In today’s workplace, re-skilling and continuous learning are indispensable. While hiring for critical or niche skills is required, organizations also focus heavily on retention. Organizations understand that continual and responsive learning management is necessary for employee development and success. Investment in re-skilling is a high priority in employers’ future workforce planning efforts.
One mode of re-skilling employees that companies are adopting, is preparing employees for future roles based on well-defined career paths. Through evaluations and assessment centers, employees can identify their skill gaps for future roles and actively pursue their development to prepare for the next step. This enables active development towards career growth - a strong motivator, while simultaneously developing an internal pipeline for succession. Internal promotions boost employee morale as well as acceptance within teams while retaining proficient employees with deep knowledge of the company, domain and organizational culture. Employers can also look to cross-skill employees to widen their career options within the organization and enable cross-functional moves based on interest.
For re-skilling to be continual, organizations need to build a deep learning culture. This begins by making time for learning on a regular basis. Providing a robust training framework through classroom training, blended learning and learning management systems can enable employees to be self-driven in their learning approach. A common practice in the IT sector is to keep employees who are not actively engaged on client projects on the ‘bench’. These employees are encouraged to attend training and re-skill themselves in preparation for future projects. In other domains where employees are constantly on the go with time-pressure, the culture should encourage a focus on learning even say, on a weekly-basis.

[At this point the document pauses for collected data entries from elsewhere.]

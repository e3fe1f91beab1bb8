// src/config/model.rs

use std::path::PathBuf;
use std::time::Duration;

use serde::Deserialize;

use crate::relocate::RetryPolicy;
use crate::types::{RunMode, WatchStrategy};
use crate::watch::FileMatcher;

/// Default name of the response file dropped into the downloads folder.
pub const DEFAULT_PATTERN: &str = "GPT_RESPONSE.md";

/// Top-level configuration as read from a TOML file, before CLI/env
/// overrides and validation.
///
/// ```toml
/// [watch]
/// source = "/home/me/Downloads"
/// pattern = "GPT_RESPONSE.md"
/// strategy = "notify"
/// quiet_period = "600ms"
/// timeout = "1h"
/// mode = "one-shot"
///
/// [relocate]
/// max_attempts = 6
/// initial_backoff = "500ms"
/// max_backoff = "8s"
///
/// [notify]
/// command = "notify-send routewatch \"$ROUTEWATCH_OUTCOME\""
/// ```
///
/// All sections are optional and have reasonable defaults.
#[derive(Debug, Clone, Deserialize, Default)]
pub struct RawConfigFile {
    #[serde(default)]
    pub watch: WatchSection,

    #[serde(default)]
    pub relocate: RelocateSection,

    #[serde(default)]
    pub notify: NotifySection,
}

/// `[watch]` section.
#[derive(Debug, Clone, Deserialize)]
pub struct WatchSection {
    /// Directory to watch. `None` falls back to the platform downloads folder.
    #[serde(default)]
    pub source: Option<PathBuf>,

    /// Exact file name or glob (matched against the bare file name).
    #[serde(default = "default_pattern")]
    pub pattern: String,

    #[serde(default)]
    pub strategy: WatchStrategy,

    /// Listing interval for the `poll` strategy; also the retry interval
    /// while the source directory does not exist yet.
    #[serde(
        default = "default_poll_interval",
        deserialize_with = "crate::config::duration::deserialize"
    )]
    pub poll_interval: Duration,

    /// Gap between the two size reads of a stability check.
    #[serde(
        default = "default_quiet_period",
        deserialize_with = "crate::config::duration::deserialize"
    )]
    pub quiet_period: Duration,

    /// Global run timeout.
    #[serde(
        default = "default_timeout",
        deserialize_with = "crate::config::duration::deserialize"
    )]
    pub timeout: Duration,

    /// Liveness log interval.
    #[serde(
        default = "default_heartbeat",
        deserialize_with = "crate::config::duration::deserialize"
    )]
    pub heartbeat: Duration,

    #[serde(default)]
    pub mode: RunMode,
}

fn default_pattern() -> String {
    DEFAULT_PATTERN.to_string()
}

fn default_poll_interval() -> Duration {
    Duration::from_secs(1)
}

fn default_quiet_period() -> Duration {
    Duration::from_millis(600)
}

fn default_timeout() -> Duration {
    Duration::from_secs(60 * 60)
}

fn default_heartbeat() -> Duration {
    Duration::from_secs(5 * 60)
}

impl Default for WatchSection {
    fn default() -> Self {
        Self {
            source: None,
            pattern: default_pattern(),
            strategy: WatchStrategy::default(),
            poll_interval: default_poll_interval(),
            quiet_period: default_quiet_period(),
            timeout: default_timeout(),
            heartbeat: default_heartbeat(),
            mode: RunMode::default(),
        }
    }
}

/// `[relocate]` section: retry behaviour for moves.
#[derive(Debug, Clone, Deserialize)]
pub struct RelocateSection {
    #[serde(default = "default_max_attempts")]
    pub max_attempts: u32,

    #[serde(
        default = "default_initial_backoff",
        deserialize_with = "crate::config::duration::deserialize"
    )]
    pub initial_backoff: Duration,

    #[serde(
        default = "default_max_backoff",
        deserialize_with = "crate::config::duration::deserialize"
    )]
    pub max_backoff: Duration,
}

fn default_max_attempts() -> u32 {
    RetryPolicy::default().max_attempts
}

fn default_initial_backoff() -> Duration {
    RetryPolicy::default().initial_backoff
}

fn default_max_backoff() -> Duration {
    RetryPolicy::default().max_backoff
}

impl Default for RelocateSection {
    fn default() -> Self {
        Self {
            max_attempts: default_max_attempts(),
            initial_backoff: default_initial_backoff(),
            max_backoff: default_max_backoff(),
        }
    }
}

/// `[notify]` section.
#[derive(Debug, Clone, Deserialize, Default)]
pub struct NotifySection {
    /// Shell command run (best-effort) after each relocation attempt.
    #[serde(default)]
    pub command: Option<String>,
}

/// Configuration for a single watcher run. Immutable once the run starts.
#[derive(Debug, Clone)]
pub struct WatchRequest {
    /// Absolute path of the watched directory (may not exist yet).
    pub source_dir: PathBuf,
    pub matcher: FileMatcher,
    pub strategy: WatchStrategy,
    pub poll_interval: Duration,
    pub quiet_period: Duration,
    pub timeout: Duration,
    pub heartbeat: Duration,
    pub mode: RunMode,
}

/// Validated configuration.
///
/// You cannot construct this directly; use
/// `ConfigFile::try_from(RawConfigFile)` or
/// [`crate::config::load_effective`].
#[derive(Debug, Clone)]
pub struct ConfigFile {
    pub watch: WatchRequest,
    pub retry: RetryPolicy,
    pub notify_command: Option<String>,
}

impl ConfigFile {
    /// Internal constructor for validated data.
    pub(crate) fn new_unchecked(
        watch: WatchRequest,
        retry: RetryPolicy,
        notify_command: Option<String>,
    ) -> Self {
        Self {
            watch,
            retry,
            notify_command,
        }
    }
}
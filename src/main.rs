// src/main.rs

use std::process::ExitCode;

use routewatch::{cli, logging, run};

/// Exit status for configuration and other startup errors.
const STARTUP_ERROR: u8 = 2;

#[tokio::main]
async fn main() -> ExitCode {
    match run_main().await {
        Ok(code) => code,
        Err(err) => {
            eprintln!("routewatch error: {err:#}");
            ExitCode::from(STARTUP_ERROR)
        }
    }
}

async fn run_main() -> anyhow::Result<ExitCode> {
    let args = cli::parse();
    logging::init_logging(args.log_level, args.log_file.as_deref())?;
    let exit = run(args).await?;
    Ok(ExitCode::from(exit.exit_code() as u8))
}
#![allow(dead_code)]

use std::path::{Path, PathBuf};
use std::time::Duration;

pub use routewatch_test_utils::builders::RawConfigBuilder;
pub use routewatch_test_utils::fakes::{BackendCall, RecordingNotifier, ScriptedBackend};
pub use routewatch_test_utils::{init_tracing, with_timeout, write_response};

/// Upper bound for a whole watcher run inside a test.
pub const RUN_LIMIT: Duration = Duration::from_secs(20);

/// `<tmp>/downloads` and `<tmp>/out`, the first one created.
pub fn downloads_and_out(root: &Path) -> (PathBuf, PathBuf) {
    let downloads = root.join("downloads");
    std::fs::create_dir_all(&downloads).expect("creating downloads dir");
    (downloads, root.join("out"))
}

/// Sorted file names in `dir` (empty if it does not exist).
pub fn names_in(dir: &Path) -> Vec<String> {
    let mut names: Vec<String> = match std::fs::read_dir(dir) {
        Ok(entries) => entries
            .filter_map(|e| e.ok())
            .map(|e| e.file_name().to_string_lossy().into_owned())
            .collect(),
        Err(_) => Vec::new(),
    };
    names.sort();
    names
}

/// Shell command that records `$ROUTEWATCH_OUTCOME` lines into `log`.
#[cfg(unix)]
pub fn outcome_recorder(log: &Path) -> String {
    format!("echo \"$ROUTEWATCH_OUTCOME\" >> '{}'", log.display())
}
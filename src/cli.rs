// src/cli.rs

//! CLI argument parsing using `clap`.
//!
//! Most flags can also be supplied through `ROUTEWATCH_*` environment
//! variables; explicit flags win over the environment, which wins over the
//! config file.

use std::path::PathBuf;
use std::time::Duration;

use clap::{Parser, ValueEnum};

use crate::config::parse_duration;
use crate::types::WatchStrategy;

/// Command-line arguments for `routewatch`.
#[derive(Debug, Clone, Default, Parser)]
#[command(
    name = "routewatch",
    version,
    about = "Watch a downloads folder for a response file and route it to the directory named in its header.",
    long_about = None
)]
pub struct CliArgs {
    /// Path to a TOML config file.
    ///
    /// Default: `Routewatch.toml` in the current directory, if it exists.
    #[arg(long, value_name = "PATH")]
    pub config: Option<PathBuf>,

    /// Directory to watch (defaults to the platform downloads folder).
    #[arg(long, value_name = "DIR", env = "ROUTEWATCH_SOURCE")]
    pub source: Option<PathBuf>,

    /// File name or glob of the response file.
    #[arg(long, value_name = "GLOB", env = "ROUTEWATCH_PATTERN")]
    pub pattern: Option<String>,

    /// Event source: native notifications or directory polling.
    #[arg(long, value_enum, value_name = "STRATEGY")]
    pub strategy: Option<WatchStrategy>,

    /// Polling interval, e.g. `1s`.
    #[arg(long, value_name = "DURATION", value_parser = parse_duration)]
    pub poll_interval: Option<Duration>,

    /// Quiet period between the two size checks, e.g. `600ms`.
    #[arg(
        long,
        value_name = "DURATION",
        value_parser = parse_duration,
        env = "ROUTEWATCH_QUIET_PERIOD"
    )]
    pub quiet_period: Option<Duration>,

    /// Give up after this long, e.g. `1h`.
    #[arg(
        long,
        value_name = "DURATION",
        value_parser = parse_duration,
        env = "ROUTEWATCH_TIMEOUT"
    )]
    pub timeout: Option<Duration>,

    /// Interval between liveness log lines, e.g. `5m`.
    #[arg(long, value_name = "DURATION", value_parser = parse_duration)]
    pub heartbeat: Option<Duration>,

    /// Keep watching after a successful relocation.
    #[arg(long, conflicts_with = "one_shot")]
    pub continuous: bool,

    /// Stop after the first successful relocation (the default).
    #[arg(long)]
    pub one_shot: bool,

    /// Shell command to run after each relocation attempt.
    #[arg(long, value_name = "CMD")]
    pub notify_cmd: Option<String>,

    /// Logging level (error, warn, info, debug, trace).
    ///
    /// If omitted, `ROUTEWATCH_LOG` (a level or filter directives) or `info`
    /// is used.
    #[arg(long, value_enum, value_name = "LEVEL")]
    pub log_level: Option<LogLevel>,

    /// Append log lines to this file instead of stderr.
    #[arg(long, value_name = "PATH")]
    pub log_file: Option<PathBuf>,

    /// Validate the configuration, print it, and exit without watching.
    #[arg(long)]
    pub dry_run: bool,
}

/// Log level as exposed on the CLI.
#[derive(Debug, Copy, Clone, ValueEnum)]
pub enum LogLevel {
    Error,
    Warn,
    Info,
    Debug,
    Trace,
}

/// Convenience wrapper around `CliArgs::parse()`.
pub fn parse() -> CliArgs {
    CliArgs::parse()
}

#[cfg(test)]
mod tests {
    use super::*;

    #[test]
    fn parses_durations_and_mode_flags() {
        let args = CliArgs::try_parse_from([
            "routewatch",
            "--source",
            "/tmp/downloads",
            "--timeout",
            "2s",
            "--quiet-period",
            "100ms",
            "--strategy",
            "poll",
            "--continuous",
        ])
        .unwrap();

        assert_eq!(args.source, Some(PathBuf::from("/tmp/downloads")));
        assert_eq!(args.timeout, Some(Duration::from_secs(2)));
        assert_eq!(args.quiet_period, Some(Duration::from_millis(100)));
        assert_eq!(args.strategy, Some(WatchStrategy::Poll));
        assert!(args.continuous);
    }

    #[test]
    fn continuous_and_one_shot_conflict() {
        let res = CliArgs::try_parse_from(["routewatch", "--continuous", "--one-shot"]);
        assert!(res.is_err());
    }

    #[test]
    fn bad_duration_is_rejected() {
        let res = CliArgs::try_parse_from(["routewatch", "--timeout", "soon"]);
        assert!(res.is_err());
    }
}
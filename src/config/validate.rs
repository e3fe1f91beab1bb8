// src/config/validate.rs

use std::path::{Path, PathBuf};
use std::time::Duration;

use crate::config::model::{ConfigFile, RawConfigFile, WatchRequest};
use crate::errors::{Result, RoutewatchError};
use crate::relocate::RetryPolicy;
use crate::watch::FileMatcher;

impl TryFrom<RawConfigFile> for ConfigFile {
    type Error = RoutewatchError;

    fn try_from(raw: RawConfigFile) -> std::result::Result<Self, Self::Error> {
        let source_dir = resolve_source_dir(raw.watch.source.as_deref())?;
        let matcher = validate_pattern(&raw.watch.pattern)?;

        ensure_positive("watch.poll_interval", raw.watch.poll_interval)?;
        ensure_positive("watch.quiet_period", raw.watch.quiet_period)?;
        ensure_positive("watch.timeout", raw.watch.timeout)?;
        ensure_positive("watch.heartbeat", raw.watch.heartbeat)?;

        let retry = validate_retry(&raw)?;
        let notify_command = raw
            .notify
            .command
            .filter(|cmd| !cmd.trim().is_empty());

        let watch = WatchRequest {
            source_dir,
            matcher,
            strategy: raw.watch.strategy,
            poll_interval: raw.watch.poll_interval,
            quiet_period: raw.watch.quiet_period,
            timeout: raw.watch.timeout,
            heartbeat: raw.watch.heartbeat,
            mode: raw.watch.mode,
        };

        Ok(ConfigFile::new_unchecked(watch, retry, notify_command))
    }
}

/// Turn the configured source into an absolute directory path.
///
/// A directory that does not exist yet is accepted (the event source retries
/// until it appears); an existing non-directory is not.
fn resolve_source_dir(configured: Option<&Path>) -> Result<PathBuf> {
    let path = match configured {
        Some(p) => p.to_path_buf(),
        None => dirs::download_dir().ok_or_else(|| {
            RoutewatchError::ConfigError(
                "no source directory configured and the platform downloads folder could not be resolved"
                    .to_string(),
            )
        })?,
    };

    if path.as_os_str().is_empty() {
        return Err(RoutewatchError::ConfigError(
            "[watch].source must not be empty".to_string(),
        ));
    }

    if path.to_string_lossy().contains('\0') {
        return Err(RoutewatchError::ConfigError(format!(
            "[watch].source contains a NUL byte: {:?}",
            path
        )));
    }

    let absolute = std::path::absolute(&path).map_err(|e| {
        RoutewatchError::ConfigError(format!(
            "cannot make source directory {:?} absolute: {}",
            path, e
        ))
    })?;

    if absolute.exists() && !absolute.is_dir() {
        return Err(RoutewatchError::ConfigError(format!(
            "source {:?} exists but is not a directory",
            absolute
        )));
    }

    Ok(absolute)
}

fn validate_pattern(pattern: &str) -> Result<FileMatcher> {
    let pattern = pattern.trim();
    if pattern.is_empty() {
        return Err(RoutewatchError::ConfigError(
            "[watch].pattern must not be empty".to_string(),
        ));
    }
    if pattern.contains('/') || pattern.contains('\\') {
        return Err(RoutewatchError::ConfigError(format!(
            "[watch].pattern must be a bare file name or glob, got '{}'",
            pattern
        )));
    }
    FileMatcher::new(pattern).map_err(|e| {
        RoutewatchError::ConfigError(format!("[watch].pattern is not a valid glob: {e:#}"))
    })
}

fn ensure_positive(key: &str, value: Duration) -> Result<()> {
    if value.is_zero() {
        return Err(RoutewatchError::ConfigError(format!(
            "[{key}] must be greater than zero"
        )));
    }
    Ok(())
}

fn validate_retry(raw: &RawConfigFile) -> Result<RetryPolicy> {
    let section = &raw.relocate;

    if section.max_attempts == 0 {
        return Err(RoutewatchError::ConfigError(
            "[relocate].max_attempts must be >= 1 (got 0)".to_string(),
        ));
    }
    ensure_positive("relocate.initial_backoff", section.initial_backoff)?;
    if section.initial_backoff > section.max_backoff {
        return Err(RoutewatchError::ConfigError(format!(
            "[relocate].initial_backoff ({:?}) must not exceed max_backoff ({:?})",
            section.initial_backoff, section.max_backoff
        )));
    }

    Ok(RetryPolicy {
        max_attempts: section.max_attempts,
        initial_backoff: section.initial_backoff,
        max_backoff: section.max_backoff,
    })
}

A primary concern with re-skilling is enabling consistent re-skilling opportunities for a distributed workforce, present across multiple locations. Technology can be an enabler to make this a reality. Data-driven re-skilling is a proactive approach to ensure training takes place on-the-go and employees are equipped with the right skills to continually adapt and succeed. Making learning convenient, social and competitive - through gamification and leader boards - seems to be the order of the day. Small doses of training can be disseminated to employees in a frequent manner, accessible through personal devices. This also enables employees to consume knowledge modules at their convenience anytime, anywhere. Country-wide initiatives such as live broadcast talks and discussion forums can increase participation and build a learning community across borders. Companies have started moving from traditional Learning Management Systems (LMS) to Learning Experience Platforms (LXP) which deliver a personalized learning experience. LXPs basically constitute our day-to-day activities like video content and social media. This enables on-demand learning in the true sense. It allows to easily organize the course, allows the user to review and rate content. In the end, blended learning solutions that propagate a culture of continuous education through collaborative learning, task-force led learning, instructor-led training, e-learning and mobile learning can permeate to different audiences across generations and cultures.
Looking To The Future
The next step is to identify trends in advance through predictive analytics and focus on skills that will become critical. Organizations will take on the learning agenda in full force, perhaps even linking learning outcomes with performance. Yet, in the end, for learning initiatives to be successful, employees need to be self-driven and intrinsically motivated to learn on a regular basis and implement their learning in their work. Organizations are still struggling to address the gap between merely attending quickly forgotten trainings, and the genuine application and practice of concepts learned. Organizations will do well to design their learning practices around the 70-20-10 principle to ensure that a majority of employee development occurs during on-the-job learning.